**WHAT TO WORK ON**
Reproduce the records below in their entirety, character for character.

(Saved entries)
---+---

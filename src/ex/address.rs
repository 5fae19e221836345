//! Resolve parsed address tokens to a 1-indexed line span.

use crate::error::ExError;
use crate::range::TextRange;
use crate::search::{self, SearchOptions};
use crate::util::text::{line_at, line_count};

use super::parser::{AddressBase, AddressToken};

/// Resolved `[first, last]`, 1-indexed; 0 addresses the position before
/// line 1
#[derive(Debug, Clone, Copy, PartialEq, Eq)]
pub struct LineSpan {
    pub first: usize,
    pub last: usize,
}

impl LineSpan {
    pub fn new(first: usize, last: usize) -> Self {
        Self { first, last }
    }
}

/// Resolve `tokens` against `range`. Returns `None` when there are none.
///
/// Pattern addresses record their pattern in `last_search`; an empty
/// pattern reuses it.
pub fn resolve(
    tokens: &[AddressToken],
    range: &TextRange,
    last_search: &mut Option<String>,
) -> Result<Option<LineSpan>, ExError> {
    if tokens.is_empty() {
        return Ok(None);
    }
    let (span_first, span_last) = range.lines();
    let doc = range.document().borrow();
    let text = doc.text();
    let total = line_count(text);

    let mut current = span_last;
    let mut values: Vec<usize> = Vec::new();
    for token in tokens {
        let address = match token {
            AddressToken::Comma => continue,
            AddressToken::Semicolon => {
                if let Some(&v) = values.last() {
                    current = v;
                }
                continue;
            }
            AddressToken::Address(address) => address,
        };
        let base = match &address.base {
            AddressBase::Current | AddressBase::Empty => current,
            AddressBase::Last => total,
            AddressBase::Whole => {
                values.push(1);
                total
            }
            AddressBase::CurrentRange => {
                if tokens.len() > 1 {
                    return Err(ExError::AmbiguousAddress("%%".to_string()));
                }
                values.push(span_first);
                span_last
            }
            AddressBase::Line(n) => *n,
            AddressBase::Mark(name) => doc
                .mark(name)
                .map(|b| line_at(text, b.start))
                .ok_or_else(|| ExError::MarkNotSet(name.clone()))?,
            AddressBase::Search {
                pattern,
                flags,
                backward,
            } => {
                let pattern = if pattern.is_empty() {
                    last_search.clone().ok_or(ExError::NoPreviousPattern)?
                } else {
                    pattern.clone()
                };
                let mut options = SearchOptions::from_options(doc.options()).with_flags(flags)?;
                options.backward ^= *backward;
                let line = search_line(text, current, &pattern, &options)?;
                *last_search = Some(pattern);
                line
            }
        };
        let total = i64::try_from(total).unwrap_or(i64::MAX);
        let value = i64::try_from(base).unwrap_or(i64::MAX).saturating_add(address.offset);
        values.push(usize::try_from(value.clamp(0, total)).unwrap_or(0));
    }

    let span = match values.as_slice() {
        [] => return Ok(None),
        [only] => LineSpan::new(*only, *only),
        [.., a, b] => LineSpan::new(*a.min(b), *a.max(b)),
    };
    Ok(Some(span))
}

/// Line of the next line matching `pattern` after (or before) `current`
fn search_line(
    text: &str,
    current: usize,
    pattern: &str,
    options: &SearchOptions,
) -> Result<usize, ExError> {
    let regex = search::compile(pattern, options)?;
    let lines: Vec<&str> = text.split('\n').collect();
    let total = line_count(text);
    let current = current.min(total);

    let order: Vec<usize> = if options.backward {
        let mut order: Vec<usize> = (1..current).rev().collect();
        if options.wrapscan {
            order.extend((current.max(1)..=total).rev());
        }
        order
    } else {
        let mut order: Vec<usize> = (current + 1..=total).collect();
        if options.wrapscan {
            order.extend(1..=current);
        }
        order
    };
    order
        .into_iter()
        .find(|&n| lines.get(n - 1).is_some_and(|line| regex.is_match(line)))
        .ok_or_else(|| ExError::PatternNotFound(pattern.to_string()))
}

#[cfg(test)]
mod tests {
    use super::*;
    use crate::document::Document;
    use crate::ex::parser::parse;
    use crate::surface::InputSurface;

    fn range(text: &str, line: usize) -> TextRange {
        let doc = Document::new(Box::new(InputSurface::from_text(text))).shared();
        let mut range = TextRange::new(&doc);
        range.set_line(line);
        range
    }

    fn span(input: &str, range: &TextRange) -> Result<Option<LineSpan>, ExError> {
        let cmd = parse(input)?;
        resolve(&cmd.addresses, range, &mut None)
    }

    #[test]
    fn test_numbers_and_specials() {
        let r = range("One\nTwo\nThree\nFour", 2);
        assert_eq!(span("p", &r).unwrap(), None);
        assert_eq!(span("3p", &r).unwrap(), Some(LineSpan::new(3, 3)));
        assert_eq!(span(".p", &r).unwrap(), Some(LineSpan::new(2, 2)));
        assert_eq!(span("$p", &r).unwrap(), Some(LineSpan::new(4, 4)));
        assert_eq!(span("%p", &r).unwrap(), Some(LineSpan::new(1, 4)));
        assert_eq!(span("3,1p", &r).unwrap(), Some(LineSpan::new(1, 3)));
        assert_eq!(span("+,$-1p", &r).unwrap(), Some(LineSpan::new(3, 3)));
        assert_eq!(span("99p", &r).unwrap(), Some(LineSpan::new(4, 4)));
    }

    #[test]
    fn test_semicolon_reanchors() {
        let r = range("One\nTwo\nThree\nFour", 1);
        assert_eq!(span("3;+1p", &r).unwrap(), Some(LineSpan::new(3, 4)));
        assert_eq!(span("3,+1p", &r).unwrap(), Some(LineSpan::new(2, 3)));
    }

    #[test]
    fn test_search_addresses() {
        let r = range("One\nTwo\nThree", 1);
        let mut last = None;
        let cmd = parse("/Two/;+1p").unwrap();
        let resolved = resolve(&cmd.addresses, &r, &mut last).unwrap();
        assert_eq!(resolved, Some(LineSpan::new(2, 3)));
        assert_eq!(last.as_deref(), Some("Two"));

        // wraps past the end
        let r = range("One\nTwo\nThree", 3);
        assert_eq!(span("/One/p", &r).unwrap(), Some(LineSpan::new(1, 1)));
        assert_eq!(span("?Three?p", &r).unwrap(), Some(LineSpan::new(3, 3)));
        assert!(matches!(span("/Zzz/p", &r), Err(ExError::PatternNotFound(_))));
        assert!(matches!(span("//p", &r), Err(ExError::NoPreviousPattern)));
    }

    #[test]
    fn test_marks_and_current_range() {
        let mut r = range("One\nTwo\nThree", 1);
        assert!(matches!(span("'a", &r), Err(ExError::MarkNotSet(_))));
        r.set_line(3);
        r.bookmark("a");
        r.set_lines(1, 2);
        assert_eq!(span("'a", &r).unwrap(), Some(LineSpan::new(3, 3)));
        assert_eq!(span("%%", &r).unwrap(), Some(LineSpan::new(1, 2)));
        assert!(matches!(
            span("%%,3p", &r),
            Err(ExError::AmbiguousAddress(_))
        ));
    }
}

---+---

**SOLUTION TO THIS PROBLEM**
filename src/ex/address.rs
repository 5fae19e221836345
//! Resolve parsed address tokens to a 1-indexed line span.

use crate::error::ExError;
use crate::range::TextRange;
use crate::search::{self, SearchOptions};
use crate::util::text::{line_at, line_count};

use super::parser::{AddressBase, AddressToken};

/// Resolved `[first, last]`, 1-indexed; 0 addresses the position before
/// line 1
#[derive(Debug, Clone, Copy, PartialEq, Eq)]
pub struct LineSpan {
    pub first: usize,
    pub last: usize,
}

impl LineSpan {
    pub fn new(first: usize, last: usize) -> Self {
        Self { first, last }
    }
}

/// Resolve `tokens` against `range`. Returns `None` when there are none.
///
/// Pattern addresses record their pattern in `last_search`; an empty
/// pattern reuses it.
pub fn resolve(
    tokens: &[AddressToken],
    range: &TextRange,
    last_search: &mut Option<String>,
) -> Result<Option<LineSpan>, ExError> {
    if tokens.is_empty() {
        return Ok(None);
    }
    let (span_first, span_last) = range.lines();
    let doc = range.document().borrow();
    let text = doc.text();
    let total = line_count(text);

    let mut current = span_last;
    let mut values: Vec<usize> = Vec::new();
    for token in tokens {
        let address = match token {
            AddressToken::Comma => continue,
            AddressToken::Semicolon => {
                if let Some(&v) = values.last() {
                    current = v;
                }
                continue;
            }
            AddressToken::Address(address) => address,
        };
        let base = match &address.base {
            AddressBase::Current | AddressBase::Empty => current,
            AddressBase::Last => total,
            AddressBase::Whole => {
                values.push(1);
                total
            }
            AddressBase::CurrentRange => {
                if tokens.len() > 1 {
                    return Err(ExError::AmbiguousAddress("%%".to_string()));
                }
                values.push(span_first);
                span_last
            }
            AddressBase::Line(n) => *n,
            AddressBase::Mark(name) => doc
                .mark(name)
                .map(|b| line_at(text, b.start))
                .ok_or_else(|| ExError::MarkNotSet(name.clone()))?,
            AddressBase::Search {
                pattern,
                flags,
                backward,
            } => {
                let pattern = if pattern.is_empty() {
                    last_search.clone().ok_or(ExError::NoPreviousPattern)?
                } else {
                    pattern.clone()
                };
                let mut options = SearchOptions::from_options(doc.options()).with_flags(flags)?;
                options.backward ^= *backward;
                let line = search_line(text, current, &pattern, &options)?;
                *last_search = Some(pattern);
                line
            }
        };
        let total = i64::try_from(total).unwrap_or(i64::MAX);
        let value = i64::try_from(base).unwrap_or(i64::MAX).saturating_add(address.offset);
        values.push(usize::try_from(value.clamp(0, total)).unwrap_or(0));
    }

    let span = match values.as_slice() {
        [] => return Ok(None),
        [only] => LineSpan::new(*only, *only),
        [.., a, b] => LineSpan::new(*a.min(b), *a.max(b)),
    };
    Ok(Some(span))
}

/// Line of the next line matching `pattern` after (or before) `current`
fn search_line(
    text: &str,
    current: usize,
    pattern: &str,
    options: &SearchOptions,
) -> Result<usize, ExError> {
    let regex = search::compile(pattern, options)?;
    let lines: Vec<&str> = text.split('\n').collect();
    let total = line_count(text);
    let current = current.min(total);

    let order: Vec<usize> = if options.backward {
        let mut order: Vec<usize> = (1..current).rev().collect();
        if options.wrapscan {
            order.extend((current.max(1)..=total).rev());
        }
        order
    } else {
        let mut order: Vec<usize> = (current + 1..=total).collect();
        if options.wrapscan {
            order.extend(1..=current);
        }
        order
    };
    order
        .into_iter()
        .find(|&n| lines.get(n - 1).is_some_and(|line| regex.is_match(line)))
        .ok_or_else(|| ExError::PatternNotFound(pattern.to_string()))
}

#[cfg(test)]
mod tests {
    use super::*;
    use crate::document::Document;
    use crate::ex::parser::parse;
    use crate::surface::InputSurface;

    fn range(text: &str, line: usize) -> TextRange {
        let doc = Document::new(Box::new(InputSurface::from_text(text))).shared();
        let mut range = TextRange::new(&doc);
        range.set_line(line);
        range
    }

    fn span(input: &str, range: &TextRange) -> Result<Option<LineSpan>, ExError> {
        let cmd = parse(input)?;
        resolve(&cmd.addresses, range, &mut None)
    }

    #[test]
    fn test_numbers_and_specials() {
        let r = range("One\nTwo\nThree\nFour", 2);
        assert_eq!(span("p", &r).unwrap(), None);
        assert_eq!(span("3p", &r).unwrap(), Some(LineSpan::new(3, 3)));
        assert_eq!(span(".p", &r).unwrap(), Some(LineSpan::new(2, 2)));
        assert_eq!(span("$p", &r).unwrap(), Some(LineSpan::new(4, 4)));
        assert_eq!(span("%p", &r).unwrap(), Some(LineSpan::new(1, 4)));
        assert_eq!(span("3,1p", &r).unwrap(), Some(LineSpan::new(1, 3)));
        assert_eq!(span("+,$-1p", &r).unwrap(), Some(LineSpan::new(3, 3)));
        assert_eq!(span("99p", &r).unwrap(), Some(LineSpan::new(4, 4)));
    }

    #[test]
    fn test_semicolon_reanchors() {
        let r = range("One\nTwo\nThree\nFour", 1);
        assert_eq!(span("3;+1p", &r).unwrap(), Some(LineSpan::new(3, 4)));
        assert_eq!(span("3,+1p", &r).unwrap(), Some(LineSpan::new(2, 3)));
    }

    #[test]
    fn test_search_addresses() {
        let r = range("One\nTwo\nThree", 1);
        let mut last = None;
        let cmd = parse("/Two/;+1p").unwrap();
        let resolved = resolve(&cmd.addresses, &r, &mut last).unwrap();
        assert_eq!(resolved, Some(LineSpan::new(2, 3)));
        assert_eq!(last.as_deref(), Some("Two"));

        // wraps past the end
        let r = range("One\nTwo\nThree", 3);
        assert_eq!(span("/One/p", &r).unwrap(), Some(LineSpan::new(1, 1)));
        assert_eq!(span("?Three?p", &r).unwrap(), Some(LineSpan::new(3, 3)));
        assert!(matches!(span("/Zzz/p", &r), Err(ExError::PatternNotFound(_))));
        assert!(matches!(span("//p", &r), Err(ExError::NoPreviousPattern)));
    }

    #[test]
    fn test_marks_and_current_range() {
        let mut r = range("One\nTwo\nThree", 1);
        assert!(matches!(span("'a", &r), Err(ExError::MarkNotSet(_))));
        r.set_line(3);
        r.bookmark("a");
        r.set_lines(1, 2);
        assert_eq!(span("'a", &r).unwrap(), Some(LineSpan::new(3, 3)));
        assert_eq!(span("%%", &r).unwrap(), Some(LineSpan::new(1, 2)));
        assert!(matches!(
            span("%%,3p", &r),
            Err(ExError::AmbiguousAddress(_))
        ));
    }
}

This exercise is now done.